Reexamination Certificate

active

06562196

ABSTRACT:

FIELD OF THE INVENTION
The invention concerns a method for optimizing the degree of flocculation in a headbox and in particular for optimizing the degree of flocculation in layers in a multi-layer headbox.
BACKGROUND OF THE INVENTION
In paper and board machines, the stock is prepared either out of one fresh stock or out of several fresh stocks and introduced into each inlet header along one or several fresh-stock lines out of the same fresh stock or out of different fresh stocks. The necessary chemicals and fillers are added to the fresh stocks as invariable amounts mainly based on the consistency of the white water or on retention, without particular regulation. When a filler agent is applied as layers by means of a retention agent, optimal flocculation or formation of the layers cannot be regulated or measured by means of the present-day methods. As a result of this, an erroneous quantity of a filler or retention agent is easily metered into a layer, because constant variations take place in the properties of the stock and in the conditions, and the momentary need of additives varies. When an excessive amount of retention agent is metered into a certain layer in order to achieve a desired distribution of fillers, there is a risk that the layer concerned is subjected to intensive flocculation, in which case the formation of said layer, and so also the formation of the paper, are clearly deteriorated.

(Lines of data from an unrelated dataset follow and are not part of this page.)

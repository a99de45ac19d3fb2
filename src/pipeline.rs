//! Sample pipeline: boundary scaling around an interchangeable filter stage.
//!
//! Raw unsigned acquisition codes are normalized to the unit range,
//! filtered, optionally re-centered, saturated, and rescaled to the output
//! code range. Both range conversions truncate toward zero; that rule is
//! part of the contract and covered by tests.

use num_complex::Complex32;

use crate::config::{FftConfig, Passband};
use crate::constants::{DEFAULT_INPUT_BITS, DEFAULT_OUTPUT_BITS, Q15_HALF, Q15_MAX};
use crate::dsp::{BlockAccumulator, DirectFormIir, FftEngine, FirFilter, FirFilterQ15, SosCascade};
use crate::error::{DspError, Result};

/// Common trait for per-sample filter stages.
///
/// Implemented by FirFilter, DirectFormIir, and SosCascade.
pub trait FilterStage {
    /// Process a single sample through the filter.
    fn process(&mut self, sample: f32) -> f32;

    /// Process a buffer of samples in-place.
    fn process_buffer(&mut self, buffer: &mut [f32]) {
        for sample in buffer.iter_mut() {
            *sample = self.process(*sample);
        }
    }
}

impl FilterStage for FirFilter {
    fn process(&mut self, sample: f32) -> f32 {
        FirFilter::process(self, sample)
    }
}

impl FilterStage for DirectFormIir {
    fn process(&mut self, sample: f32) -> f32 {
        DirectFormIir::process(self, sample)
    }
}

impl FilterStage for SosCascade {
    fn process(&mut self, sample: f32) -> f32 {
        SosCascade::process(self, sample)
    }
}

/// Bit widths of the two range-conversion seams.
#[derive(Debug, Clone, Copy)]
pub struct Scaling {
    input_bits: u32,
    output_bits: u32,
}

impl Scaling {
    /// 12-bit codes in, 8-bit codes out.
    pub fn adc12_dac8() -> Self {
        Self {
            input_bits: DEFAULT_INPUT_BITS,
            output_bits: DEFAULT_OUTPUT_BITS,
        }
    }

    pub fn new(input_bits: u32, output_bits: u32) -> Result<Self> {
        if input_bits == 0 || input_bits > 16 {
            return Err(DspError::Config(format!(
                "input bit width must be 1..=16, got {}",
                input_bits
            )));
        }
        if output_bits == 0 || output_bits > 8 {
            return Err(DspError::Config(format!(
                "output bit width must be 1..=8, got {}",
                output_bits
            )));
        }
        Ok(Self {
            input_bits,
            output_bits,
        })
    }

    /// Largest input code (e.g. 4095 for 12 bits).
    pub fn input_full_scale(&self) -> u16 {
        ((1u32 << self.input_bits) - 1) as u16
    }

    /// Largest output code (e.g. 255 for 8 bits).
    pub fn output_full_scale(&self) -> u8 {
        ((1u32 << self.output_bits) - 1) as u8
    }

    /// Raw code -> [0, 1]. Codes above full scale clamp to 1.0.
    pub fn normalize(&self, code: u16) -> f32 {
        let full_scale = self.input_full_scale();
        code.min(full_scale) as f32 / full_scale as f32
    }

    /// [0, 1] -> output code, clamping first, truncating toward zero.
    pub fn to_output_code(&self, value: f32) -> u8 {
        let clamped = value.clamp(0.0, 1.0);
        (clamped * self.output_full_scale() as f32) as u8
    }

    /// Raw code -> Q15, truncating toward zero. Full scale maps to 32767.
    pub fn normalize_q15(&self, code: u16) -> i16 {
        let full_scale = self.input_full_scale();
        let code = code.min(full_scale);
        ((code as i32 * Q15_MAX) / full_scale as i32) as i16
    }

    /// Q15 -> output code. Negative values clamp to 0, truncating toward
    /// zero otherwise.
    pub fn q15_to_output_code(&self, value: i16) -> u8 {
        let clamped = (value as i32).clamp(0, Q15_MAX);
        ((clamped * self.output_full_scale() as i32) / Q15_MAX) as u8
    }
}

impl Default for Scaling {
    fn default() -> Self {
        Self::adc12_dac8()
    }
}

/// Floating-point sample pipeline around a filter stage.
///
/// Non-lowpass passbands strip the acquisition DC bias, leaving the signal
/// centered on zero; for those the half-scale offset is restored before
/// output scaling.
pub struct Pipeline<S: FilterStage> {
    stage: S,
    scaling: Scaling,
    restore_dc: bool,
}

impl<S: FilterStage> Pipeline<S> {
    pub fn new(stage: S, scaling: Scaling, passband: Passband) -> Self {
        Self {
            stage,
            scaling,
            restore_dc: !passband.passes_dc(),
        }
    }

    /// One raw input code in, one output code out.
    pub fn process_code(&mut self, code: u16) -> u8 {
        let normalized = self.scaling.normalize(code);
        let mut filtered = self.stage.process(normalized);
        if self.restore_dc {
            filtered += 0.5;
        }
        self.scaling.to_output_code(filtered)
    }

    pub fn stage(&self) -> &S {
        &self.stage
    }

    pub fn stage_mut(&mut self) -> &mut S {
        &mut self.stage
    }
}

/// Q15 fixed-point pipeline.
///
/// Identical boundary behavior to `Pipeline`, with the DC restoration
/// applied scale-aware: +0.5 in Q15 is a saturating add of 16384, not a
/// float literal.
pub struct PipelineQ15 {
    filter: FirFilterQ15,
    scaling: Scaling,
    restore_dc: bool,
}

impl PipelineQ15 {
    pub fn new(filter: FirFilterQ15, scaling: Scaling, passband: Passband) -> Self {
        Self {
            filter,
            scaling,
            restore_dc: !passband.passes_dc(),
        }
    }

    pub fn process_code(&mut self, code: u16) -> u8 {
        let sample = self.scaling.normalize_q15(code);
        let mut filtered = self.filter.process(sample);
        if self.restore_dc {
            filtered = filtered.saturating_add(Q15_HALF);
        }
        self.scaling.q15_to_output_code(filtered)
    }
}

/// Block spectrum analyzer: accumulates scalar samples and transforms each
/// completed block.
///
/// Diagnostic path only; it produces spectra for a consumer to inspect and
/// never drives output codes.
pub struct FftAnalyzer {
    engine: FftEngine,
    accumulator: BlockAccumulator,
    scaling: Scaling,
}

impl FftAnalyzer {
    pub fn new(config: FftConfig, scaling: Scaling) -> Result<Self> {
        Ok(Self {
            engine: FftEngine::new(config.block_len)?,
            accumulator: BlockAccumulator::new(config.block_len)?,
            scaling,
        })
    }

    /// Feed one raw code. Returns the transformed block once per N samples.
    pub fn process_code(&mut self, code: u16) -> Option<Vec<Complex32>> {
        let normalized = self.scaling.normalize(code);
        let engine = &self.engine;
        self.accumulator.push(normalized).map(|block| {
            engine.forward(block);
            block.to_vec()
        })
    }

    pub fn block_len(&self) -> usize {
        self.engine.block_len()
    }
}

#[cfg(test)]
mod tests {
    use super::*;
    use crate::config::presets;

    #[test]
    fn test_scaling_rejects_bad_widths() {
        assert!(Scaling::new(0, 8).is_err());
        assert!(Scaling::new(12, 0).is_err());
        assert!(Scaling::new(17, 8).is_err());
        assert!(Scaling::new(12, 9).is_err());
        assert!(Scaling::new(12, 8).is_ok());
    }

    #[test]
    fn test_normalize_endpoints_and_clamp() {
        let scaling = Scaling::adc12_dac8();
        assert_eq!(scaling.normalize(0), 0.0);
        assert_eq!(scaling.normalize(4095), 1.0);
        // Codes beyond the configured bit width clamp, never exceed 1.0.
        assert_eq!(scaling.normalize(u16::MAX), 1.0);
    }

    #[test]
    fn test_output_truncates_toward_zero() {
        let scaling = Scaling::adc12_dac8();
        // 0.999 * 255 = 254.745 -> 254, not 255.
        assert_eq!(scaling.to_output_code(0.999), 254);
        assert_eq!(scaling.to_output_code(1.0), 255);
        assert_eq!(scaling.to_output_code(0.0), 0);
    }

    #[test]
    fn test_output_clamps_out_of_range() {
        let scaling = Scaling::adc12_dac8();
        assert_eq!(scaling.to_output_code(1.7), 255);
        assert_eq!(scaling.to_output_code(-0.3), 0);
    }

    #[test]
    fn test_q15_seam_truncates() {
        let scaling = Scaling::adc12_dac8();
        assert_eq!(scaling.normalize_q15(0), 0);
        assert_eq!(scaling.normalize_q15(4095), 32767);
        // 2048 * 32767 / 4095 truncates to 16387.
        assert_eq!(scaling.normalize_q15(2048), 16387);
        assert_eq!(scaling.q15_to_output_code(32767), 255);
        assert_eq!(scaling.q15_to_output_code(-5), 0);
    }

    #[test]
    fn test_lowpass_pipeline_passes_midscale() {
        let design = presets::fir_average();
        let mut pipeline = Pipeline::new(
            design.build().unwrap(),
            Scaling::adc12_dac8(),
            design.passband,
        );
        // Constant mid-scale input settles to mid-scale output.
        let mut code = 0;
        for _ in 0..16 {
            code = pipeline.process_code(2048);
        }
        assert!((126..=128).contains(&code), "got {}", code);
    }

    #[test]
    fn test_highpass_pipeline_restores_dc() {
        let design = presets::fir_highpass_7k5();
        let mut pipeline = Pipeline::new(
            design.build().unwrap(),
            Scaling::adc12_dac8(),
            design.passband,
        );
        // A highpass removes the constant; the restored offset centers the
        // output near half scale instead of zero.
        let mut code = 0;
        for _ in 0..16 {
            code = pipeline.process_code(2048);
        }
        assert!((120..=134).contains(&code), "got {}", code);
    }

    #[test]
    fn test_q15_pipeline_dc_offset_is_scale_aware() {
        let design = presets::fir_highpass_7k5();
        let mut pipeline = PipelineQ15::new(
            design.build_q15().unwrap(),
            Scaling::adc12_dac8(),
            design.passband,
        );
        let mut code = 0;
        for _ in 0..16 {
            code = pipeline.process_code(2048);
        }
        // Same half-scale centering as the float path.
        assert!((120..=134).contains(&code), "got {}", code);
    }

    #[test]
    fn test_fft_analyzer_emits_once_per_block() {
        let mut analyzer =
            FftAnalyzer::new(FftConfig { block_len: 8 }, Scaling::adc12_dac8()).unwrap();
        let mut spectra = 0;
        for i in 0..24u16 {
            if analyzer.process_code(i * 100).is_some() {
                spectra += 1;
            }
        }
        assert_eq!(spectra, 3);
    }
}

Flocculation is one of the essential phenomena in a papermaking process. It affects both the runability of the machine and the quality of the final product and the control of the formation, which is one of the most important goals of the process of manufacture. Flocculation is understood as gathering of fibres, fines and fillers present in a slurry into flocks. The phenomenon of flocculation can be divided into two separate phenomena, of which one is flocculation of mainly small particles, i.e wood-based and mineral-based fines, in a dilute water suspension, and the other one involves flocculation of fibres in high-consistency suspensions, whereby meshes are formed. Flocculation of small particles usually requires an auxiliary agent, such as a retention chemical, whose effect is based on electrostatic interactions. Flocculation of fines affects the retention of fines and, further, the quality factors of the process and the product dependent on said retention. The mainly mechanical flocculation of fibres is based on the dimensions of the suspended fibres and on the consistency of the suspension. Flocculation of fibres affects the structure of the fibre mesh formed in the wire part and, thereby, for example, the formation. Factors that have a greater effect on flocculation are fibre length, chemicals present in the suspension, consistency of the suspension, and flow rate of the slurry.

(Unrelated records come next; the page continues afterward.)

use std::f32::consts::PI;

use num_complex::Complex32;

use crate::error::{DspError, Result};

/// Iterative radix-2 decimation-in-time FFT over fixed-size blocks.
///
/// The block length is fixed at construction and must be a power of two;
/// anything else is rejected up front rather than at transform time. The
/// forward transform is unscaled, the inverse divides by N (the usual
/// unitary-inverse convention), so `inverse(forward(x)) == x` within float
/// tolerance.
pub struct FftEngine {
    n: usize,
}

impl FftEngine {
    /// Create an engine for blocks of length `n`.
    ///
    /// # Errors
    /// Returns `DspError::FftSize` unless `n` is a power of two >= 2.
    pub fn new(n: usize) -> Result<Self> {
        if n < 2 || !n.is_power_of_two() {
            return Err(DspError::FftSize(n));
        }
        Ok(Self { n })
    }

    /// Block length N.
    pub fn block_len(&self) -> usize {
        self.n
    }

    /// In-place forward transform.
    ///
    /// # Panics
    /// Debug-asserts that `block.len()` matches the engine's N; passing a
    /// block of the wrong length is a programmer error.
    pub fn forward(&self, block: &mut [Complex32]) {
        debug_assert_eq!(block.len(), self.n);
        bit_reverse_permute(block);
        butterfly_passes(block);
    }

    /// In-place inverse transform: conjugate, forward, conjugate, 1/N.
    pub fn inverse(&self, block: &mut [Complex32]) {
        debug_assert_eq!(block.len(), self.n);
        for value in block.iter_mut() {
            *value = value.conj();
        }
        bit_reverse_permute(block);
        butterfly_passes(block);
        let scale = 1.0 / self.n as f32;
        for value in block.iter_mut() {
            *value = value.conj() * scale;
        }
    }
}

/// Reorder the block so that slot `i` receives the element whose index is
/// the bit-reversal of `i`.
///
/// The target index is maintained incrementally with a bit-toggle walk
/// (clear the leading run of set bits, set the next) instead of a lookup
/// table, so no per-N table has to be kept around. Each pair is swapped
/// exactly once, guarded by the `i < j` comparison.
fn bit_reverse_permute(block: &mut [Complex32]) {
    let n = block.len();
    let mut j = 0usize;
    for i in 1..n {
        let mut bit = n >> 1;
        while j & bit != 0 {
            j ^= bit;
            bit >>= 1;
        }
        j ^= bit;

        if i < j {
            block.swap(i, j);
        }
    }
}

/// log2(N) butterfly passes with the forward (negative-angle) twiddle
/// convention.
fn butterfly_passes(block: &mut [Complex32]) {
    let n = block.len();
    let mut step = 2;
    while step <= n {
        let half_step = step / 2;
        let angle_step = -2.0 * PI / step as f32;

        for group in (0..n).step_by(step) {
            for pair in 0..half_step {
                let lower = group + pair;
                let upper = lower + half_step;

                let angle = angle_step * pair as f32;
                let twiddle = Complex32::new(angle.cos(), angle.sin());

                let scaled = block[upper] * twiddle;
                block[upper] = block[lower] - scaled;
                block[lower] += scaled;
            }
        }
        step *= 2;
    }
}

/// Collects scalar samples into successive real slots of a complex block.
///
/// `push` returns the filled block once every N samples; the write index
/// then wraps to 0 and accumulation continues with the next block. The
/// cycle never terminates on its own.
pub struct BlockAccumulator {
    block: Vec<Complex32>,
    index: usize,
}

impl BlockAccumulator {
    pub fn new(n: usize) -> Result<Self> {
        if n < 2 || !n.is_power_of_two() {
            return Err(DspError::FftSize(n));
        }
        Ok(Self {
            block: vec![Complex32::new(0.0, 0.0); n],
            index: 0,
        })
    }

    /// Append one scalar sample (imaginary part zero). Returns the complete
    /// block when this sample was the N-th of the current cycle.
    pub fn push(&mut self, sample: f32) -> Option<&mut [Complex32]> {
        self.block[self.index] = Complex32::new(sample, 0.0);

        if self.index == self.block.len() - 1 {
            self.index = 0;
            Some(&mut self.block)
        } else {
            self.index += 1;
            None
        }
    }

    /// Samples accumulated toward the current block.
    pub fn fill_level(&self) -> usize {
        self.index
    }

    pub fn block_len(&self) -> usize {
        self.block.len()
    }
}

As is well known, board is almost always made of two or more separate layers, and a bonding strength between layers is an essential feature of board. The bonding strength between the layers is affected, among other things, by the content of fines on the surfaces of the layers to be combined and by several auxiliary chemicals. Attempts have been made to increase the bonding strength between layers, for example, by spraying starch or some other auxiliary agent that increases the bonding strength directly onto the web or by, from a separate headbox, passing a thin layer of extensively ground chemical pulp onto one of the webs to be joined together. Starch jets deteriorate the runability considerably, block the wires and felts, and contaminate the machines and devices, in which case quite frequent cleaning is necessary because of contamination. The necessary auxiliary agents cannot be added sufficiently selectively, and in most systems a number of separate stock lines are required, in which case the system is heavy and highly expensive to operate. In paper and board machines, so far, precise determination and regulation of the supply of chemicals and additives in compliance with the factual, momentarily varying needs have not been possible, which needs are, of course, affected by the stock that is used and by variation of the operating conditions.

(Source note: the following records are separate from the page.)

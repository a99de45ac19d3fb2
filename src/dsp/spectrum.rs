use num_complex::Complex32;

/// Magnitude of every bin of a transformed block.
pub fn magnitudes(block: &[Complex32]) -> Vec<f32> {
    block.iter().map(|bin| bin.norm()).collect()
}

/// Index and magnitude of the strongest bin, ignoring DC.
///
/// Only the first half of the spectrum is searched; for real input the
/// upper half mirrors it.
pub fn peak_bin(block: &[Complex32]) -> Option<(usize, f32)> {
    let half = block.len() / 2;
    block
        .iter()
        .enumerate()
        .take(half.max(1))
        .skip(1)
        .map(|(i, bin)| (i, bin.norm()))
        .max_by(|a, b| a.1.total_cmp(&b.1))
}

#[cfg(test)]
mod tests {
    use super::*;
    use crate::dsp::fft::FftEngine;
    use std::f32::consts::PI;

    #[test]
    fn test_peak_bin_finds_sinusoid() {
        let n = 64;
        let bin = 4;
        let engine = FftEngine::new(n).unwrap();
        let mut block: Vec<Complex32> = (0..n)
            .map(|i| Complex32::new((2.0 * PI * bin as f32 * i as f32 / n as f32).sin(), 0.0))
            .collect();
        engine.forward(&mut block);

        let (peak, _) = peak_bin(&block).unwrap();
        assert_eq!(peak, bin);
    }

    #[test]
    fn test_magnitudes_length() {
        let block = vec![Complex32::new(1.0, -1.0); 8];
        let mags = magnitudes(&block);
        assert_eq!(mags.len(), 8);
        assert!((mags[0] - 2.0f32.sqrt()).abs() < 1e-6);
    }
}
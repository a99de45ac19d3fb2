pub mod biquad;
pub mod fft;
pub mod fir;
pub mod fir_q15;
pub mod history;
pub mod iir;
pub mod spectrum;

pub use biquad::{SectionCoeffs, SosCascade};
pub use fft::{BlockAccumulator, FftEngine};
pub use fir::FirFilter;
pub use fir_q15::{FirFilterQ15, q15_from_f32, q15_to_f32, saturate_q15};
pub use history::HistoryBuffer;
pub use iir::DirectFormIir;
use thiserror::Error;

#[derive(Error, Debug)]
pub enum DspError {
    #[error("Empty coefficient vector")]
    EmptyCoefficients,

    #[error("Coefficient length mismatch: feed-forward has {forward}, feedback has {feedback}")]
    CoefficientLengthMismatch { forward: usize, feedback: usize },

    #[error("Feedback normalization term a[0] must be 1.0, got {0}")]
    Normalization(f32),

    #[error("Biquad section {index} has a0 = 0")]
    DegenerateSection { index: usize },

    #[error("Biquad cascade has no sections")]
    EmptyCascade,

    #[error("FFT size must be a power of two >= 2, got {0}")]
    FftSize(usize),

    #[error("Configuration error: {0}")]
    Config(String),
}

pub type Result<T> = std::result::Result<T, DspError>;
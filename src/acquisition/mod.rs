pub mod ready;
pub mod sink;
pub mod source;

pub use ready::{ReadyLatch, SampleMailbox};
pub use sink::{SampleSink, VecSink, WavSink};
pub use source::{SampleSource, ThreadedSource, VecSource, WavSource};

In the Finnish Patent No. 92, 729, a stock feed system for a multi-layer headbox and a method in the operation of a multi-layer headbox are described. According to said system, into each inlet header in the multi-layer headbox, a stock concept is passed, which has been produced out of the same fresh stock by to the fresh stock adding the necessary chemicals and fillers.
In the prior art, regulation of the supply of retention agents has not been examined with the aid of degree of flocculation, nor has the chemistry of the wet end of a paper or board machine been monitored continuously, for which reason precise determination of the need of supply of auxiliary chemicals has not been possible either.
OBJECTS AND SUMMARY OF THE INVENTION
The object of the present invention is a method for application of fillers and retention agents as layers and, at the same time, for regulation of a degree of flocculation optimal for each layer and, thereby, for achieving an optimal flocculation.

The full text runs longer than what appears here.